■ Task brief ■
Could you retype, exactly as written, every line from the top of the records through the line that contains "pub struct ConversionResult"?

------------------------------

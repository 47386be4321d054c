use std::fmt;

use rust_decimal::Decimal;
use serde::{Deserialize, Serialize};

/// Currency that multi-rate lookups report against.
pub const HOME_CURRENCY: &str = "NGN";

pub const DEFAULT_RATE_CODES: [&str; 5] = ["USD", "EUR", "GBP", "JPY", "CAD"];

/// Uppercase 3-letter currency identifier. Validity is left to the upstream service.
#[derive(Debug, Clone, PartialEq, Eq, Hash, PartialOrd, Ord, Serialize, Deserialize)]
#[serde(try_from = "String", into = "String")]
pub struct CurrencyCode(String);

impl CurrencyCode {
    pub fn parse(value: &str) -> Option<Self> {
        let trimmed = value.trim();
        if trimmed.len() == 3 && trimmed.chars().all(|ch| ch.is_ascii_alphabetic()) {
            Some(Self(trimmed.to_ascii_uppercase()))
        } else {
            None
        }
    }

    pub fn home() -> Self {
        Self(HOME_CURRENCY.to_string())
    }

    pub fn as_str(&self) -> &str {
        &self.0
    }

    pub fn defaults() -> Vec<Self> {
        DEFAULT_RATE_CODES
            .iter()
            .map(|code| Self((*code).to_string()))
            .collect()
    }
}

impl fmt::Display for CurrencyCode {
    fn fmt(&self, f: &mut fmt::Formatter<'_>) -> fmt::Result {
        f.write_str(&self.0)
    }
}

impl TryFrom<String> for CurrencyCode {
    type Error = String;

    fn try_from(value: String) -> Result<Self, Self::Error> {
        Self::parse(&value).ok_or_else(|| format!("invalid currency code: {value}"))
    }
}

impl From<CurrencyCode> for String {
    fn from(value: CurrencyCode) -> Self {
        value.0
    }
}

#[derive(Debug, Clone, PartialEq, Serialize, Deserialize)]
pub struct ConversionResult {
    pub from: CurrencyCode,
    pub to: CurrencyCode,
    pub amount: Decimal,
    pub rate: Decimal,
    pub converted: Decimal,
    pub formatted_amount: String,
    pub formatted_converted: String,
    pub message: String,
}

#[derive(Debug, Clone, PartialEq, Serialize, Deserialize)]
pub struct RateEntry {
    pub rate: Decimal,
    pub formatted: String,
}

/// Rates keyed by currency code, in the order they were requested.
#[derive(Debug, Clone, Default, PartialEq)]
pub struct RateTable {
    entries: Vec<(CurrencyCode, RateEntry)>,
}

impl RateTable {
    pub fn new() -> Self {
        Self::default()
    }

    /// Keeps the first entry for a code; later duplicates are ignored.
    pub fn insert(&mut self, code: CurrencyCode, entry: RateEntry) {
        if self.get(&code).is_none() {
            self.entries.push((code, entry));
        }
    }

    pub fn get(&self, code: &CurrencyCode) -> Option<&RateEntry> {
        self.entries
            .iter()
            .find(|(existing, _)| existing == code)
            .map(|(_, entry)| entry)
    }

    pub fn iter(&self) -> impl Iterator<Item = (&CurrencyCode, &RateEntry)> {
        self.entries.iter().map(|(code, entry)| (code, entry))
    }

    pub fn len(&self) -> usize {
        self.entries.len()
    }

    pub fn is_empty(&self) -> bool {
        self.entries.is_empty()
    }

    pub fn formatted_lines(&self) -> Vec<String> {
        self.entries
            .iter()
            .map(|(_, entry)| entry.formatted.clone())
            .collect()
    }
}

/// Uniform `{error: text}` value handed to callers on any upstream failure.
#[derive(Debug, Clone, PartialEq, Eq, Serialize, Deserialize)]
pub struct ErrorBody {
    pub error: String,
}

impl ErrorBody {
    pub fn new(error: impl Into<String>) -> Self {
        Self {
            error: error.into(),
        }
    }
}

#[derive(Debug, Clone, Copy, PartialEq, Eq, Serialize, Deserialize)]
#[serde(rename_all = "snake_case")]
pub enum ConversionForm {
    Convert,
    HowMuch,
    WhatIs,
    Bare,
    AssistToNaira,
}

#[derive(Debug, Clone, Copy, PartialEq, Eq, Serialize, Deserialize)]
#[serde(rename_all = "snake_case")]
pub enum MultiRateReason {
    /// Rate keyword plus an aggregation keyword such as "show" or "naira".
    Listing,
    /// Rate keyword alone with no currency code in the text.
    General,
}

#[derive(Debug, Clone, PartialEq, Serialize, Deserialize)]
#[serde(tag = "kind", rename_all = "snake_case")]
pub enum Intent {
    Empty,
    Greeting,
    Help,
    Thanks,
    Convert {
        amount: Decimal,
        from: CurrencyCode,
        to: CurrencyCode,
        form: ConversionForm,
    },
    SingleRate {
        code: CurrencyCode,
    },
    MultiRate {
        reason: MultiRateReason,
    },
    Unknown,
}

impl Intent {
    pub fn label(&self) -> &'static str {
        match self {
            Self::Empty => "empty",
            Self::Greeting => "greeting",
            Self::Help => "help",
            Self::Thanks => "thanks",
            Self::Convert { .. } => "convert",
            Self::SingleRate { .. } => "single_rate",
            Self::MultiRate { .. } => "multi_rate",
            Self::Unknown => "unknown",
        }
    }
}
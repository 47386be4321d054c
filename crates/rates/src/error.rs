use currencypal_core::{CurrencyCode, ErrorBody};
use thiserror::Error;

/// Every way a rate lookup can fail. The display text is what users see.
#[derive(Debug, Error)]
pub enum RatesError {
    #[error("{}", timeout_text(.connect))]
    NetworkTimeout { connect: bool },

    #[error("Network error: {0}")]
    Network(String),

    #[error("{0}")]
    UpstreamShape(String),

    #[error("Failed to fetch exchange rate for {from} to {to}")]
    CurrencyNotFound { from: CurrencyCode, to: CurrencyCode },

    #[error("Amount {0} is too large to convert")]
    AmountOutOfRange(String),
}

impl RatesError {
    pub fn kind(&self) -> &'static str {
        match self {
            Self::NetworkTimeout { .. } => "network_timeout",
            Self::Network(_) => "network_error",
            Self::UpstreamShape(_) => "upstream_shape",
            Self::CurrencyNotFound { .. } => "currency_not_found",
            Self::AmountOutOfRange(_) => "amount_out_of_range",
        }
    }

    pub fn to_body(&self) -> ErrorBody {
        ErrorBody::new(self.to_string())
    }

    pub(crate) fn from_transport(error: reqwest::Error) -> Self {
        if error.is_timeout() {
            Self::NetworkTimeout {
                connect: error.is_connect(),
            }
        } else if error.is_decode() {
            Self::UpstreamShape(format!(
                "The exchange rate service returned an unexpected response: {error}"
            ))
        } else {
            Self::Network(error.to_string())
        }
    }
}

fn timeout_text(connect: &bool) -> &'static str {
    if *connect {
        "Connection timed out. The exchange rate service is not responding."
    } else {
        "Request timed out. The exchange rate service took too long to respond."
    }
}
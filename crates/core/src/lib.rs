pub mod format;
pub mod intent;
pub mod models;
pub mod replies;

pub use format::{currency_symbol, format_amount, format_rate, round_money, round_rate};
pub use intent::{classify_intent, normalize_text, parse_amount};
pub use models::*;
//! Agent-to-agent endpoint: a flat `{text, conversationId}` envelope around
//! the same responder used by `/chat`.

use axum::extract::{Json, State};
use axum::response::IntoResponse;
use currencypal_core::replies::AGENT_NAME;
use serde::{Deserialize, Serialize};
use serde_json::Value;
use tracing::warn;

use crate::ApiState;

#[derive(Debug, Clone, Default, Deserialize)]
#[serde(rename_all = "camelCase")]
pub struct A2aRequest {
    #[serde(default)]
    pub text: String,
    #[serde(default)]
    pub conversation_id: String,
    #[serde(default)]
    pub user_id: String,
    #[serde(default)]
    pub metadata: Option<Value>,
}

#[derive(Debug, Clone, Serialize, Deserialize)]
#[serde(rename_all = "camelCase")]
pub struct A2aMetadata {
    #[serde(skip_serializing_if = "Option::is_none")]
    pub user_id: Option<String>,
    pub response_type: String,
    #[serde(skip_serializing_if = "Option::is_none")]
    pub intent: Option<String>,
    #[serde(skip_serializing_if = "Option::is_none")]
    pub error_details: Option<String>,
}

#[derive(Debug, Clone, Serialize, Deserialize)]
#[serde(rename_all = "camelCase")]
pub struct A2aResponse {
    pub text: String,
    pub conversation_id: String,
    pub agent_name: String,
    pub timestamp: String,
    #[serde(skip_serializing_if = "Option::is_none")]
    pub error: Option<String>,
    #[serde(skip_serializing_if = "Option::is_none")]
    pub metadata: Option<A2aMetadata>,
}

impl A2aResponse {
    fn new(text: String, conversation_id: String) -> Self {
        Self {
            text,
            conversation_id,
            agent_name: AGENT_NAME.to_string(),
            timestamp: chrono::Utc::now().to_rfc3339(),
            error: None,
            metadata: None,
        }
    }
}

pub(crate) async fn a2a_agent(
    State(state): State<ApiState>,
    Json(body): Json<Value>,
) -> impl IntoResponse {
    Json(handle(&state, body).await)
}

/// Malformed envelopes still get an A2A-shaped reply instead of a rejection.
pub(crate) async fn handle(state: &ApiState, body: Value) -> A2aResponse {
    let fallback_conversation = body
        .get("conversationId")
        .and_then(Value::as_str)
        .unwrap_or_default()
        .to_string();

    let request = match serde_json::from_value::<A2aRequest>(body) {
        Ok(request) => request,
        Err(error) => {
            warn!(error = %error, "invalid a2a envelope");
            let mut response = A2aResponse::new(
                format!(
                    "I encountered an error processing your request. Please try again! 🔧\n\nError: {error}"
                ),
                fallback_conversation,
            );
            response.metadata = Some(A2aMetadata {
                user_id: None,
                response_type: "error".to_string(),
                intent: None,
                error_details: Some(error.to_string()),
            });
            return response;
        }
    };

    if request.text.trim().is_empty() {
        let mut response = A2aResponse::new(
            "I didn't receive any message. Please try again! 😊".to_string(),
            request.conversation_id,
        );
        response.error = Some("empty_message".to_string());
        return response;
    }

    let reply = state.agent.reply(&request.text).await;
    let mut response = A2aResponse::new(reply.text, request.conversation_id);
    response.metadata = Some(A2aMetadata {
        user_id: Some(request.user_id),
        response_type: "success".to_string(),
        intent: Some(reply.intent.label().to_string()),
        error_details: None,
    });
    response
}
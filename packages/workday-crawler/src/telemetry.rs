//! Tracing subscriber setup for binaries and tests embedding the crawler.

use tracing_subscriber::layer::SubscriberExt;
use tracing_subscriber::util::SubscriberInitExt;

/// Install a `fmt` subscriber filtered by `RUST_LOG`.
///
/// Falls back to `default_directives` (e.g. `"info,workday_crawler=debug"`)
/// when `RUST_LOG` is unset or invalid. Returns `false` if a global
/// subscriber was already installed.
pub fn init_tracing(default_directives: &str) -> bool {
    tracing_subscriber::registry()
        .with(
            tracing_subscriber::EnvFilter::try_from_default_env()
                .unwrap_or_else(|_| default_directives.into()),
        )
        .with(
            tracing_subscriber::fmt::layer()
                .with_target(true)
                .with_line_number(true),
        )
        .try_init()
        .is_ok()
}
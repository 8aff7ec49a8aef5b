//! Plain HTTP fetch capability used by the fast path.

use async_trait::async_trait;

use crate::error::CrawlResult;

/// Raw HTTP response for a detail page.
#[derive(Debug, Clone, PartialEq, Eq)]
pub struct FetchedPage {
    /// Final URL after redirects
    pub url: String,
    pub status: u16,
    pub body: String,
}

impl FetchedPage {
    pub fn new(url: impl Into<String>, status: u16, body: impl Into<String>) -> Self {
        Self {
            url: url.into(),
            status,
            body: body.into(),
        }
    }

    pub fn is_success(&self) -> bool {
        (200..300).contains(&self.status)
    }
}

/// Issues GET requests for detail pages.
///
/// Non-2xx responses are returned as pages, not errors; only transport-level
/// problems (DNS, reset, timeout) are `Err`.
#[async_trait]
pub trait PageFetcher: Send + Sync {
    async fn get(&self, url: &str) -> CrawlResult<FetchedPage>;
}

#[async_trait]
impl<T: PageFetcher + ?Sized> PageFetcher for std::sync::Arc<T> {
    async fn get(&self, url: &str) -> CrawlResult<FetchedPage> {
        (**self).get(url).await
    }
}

------------------------------

■ Answer to the exercise ■
repository 47386be4321d054c
use std::fmt;

use rust_decimal::Decimal;
use serde::{Deserialize, Serialize};

/// Currency that multi-rate lookups report against.
pub const HOME_CURRENCY: &str = "NGN";

pub const DEFAULT_RATE_CODES: [&str; 5] = ["USD", "EUR", "GBP", "JPY", "CAD"];

/// Uppercase 3-letter currency identifier. Validity is left to the upstream service.
#[derive(Debug, Clone, PartialEq, Eq, Hash, PartialOrd, Ord, Serialize, Deserialize)]
#[serde(try_from = "String", into = "String")]
pub struct CurrencyCode(String);

impl CurrencyCode {
    pub fn parse(value: &str) -> Option<Self> {
        let trimmed = value.trim();
        if trimmed.len() == 3 && trimmed.chars().all(|ch| ch.is_ascii_alphabetic()) {
            Some(Self(trimmed.to_ascii_uppercase()))
        } else {
            None
        }
    }

    pub fn home() -> Self {
        Self(HOME_CURRENCY.to_string())
    }

    pub fn as_str(&self) -> &str {
        &self.0
    }

    pub fn defaults() -> Vec<Self> {
        DEFAULT_RATE_CODES
            .iter()
            .map(|code| Self((*code).to_string()))
            .collect()
    }
}

impl fmt::Display for CurrencyCode {
    fn fmt(&self, f: &mut fmt::Formatter<'_>) -> fmt::Result {
        f.write_str(&self.0)
    }
}

impl TryFrom<String> for CurrencyCode {
    type Error = String;

    fn try_from(value: String) -> Result<Self, Self::Error> {
        Self::parse(&value).ok_or_else(|| format!("invalid currency code: {value}"))
    }
}

impl From<CurrencyCode> for String {
    fn from(value: CurrencyCode) -> Self {
        value.0
    }
}

#[derive(Debug, Clone, PartialEq, Serialize, Deserialize)]
pub struct ConversionResult {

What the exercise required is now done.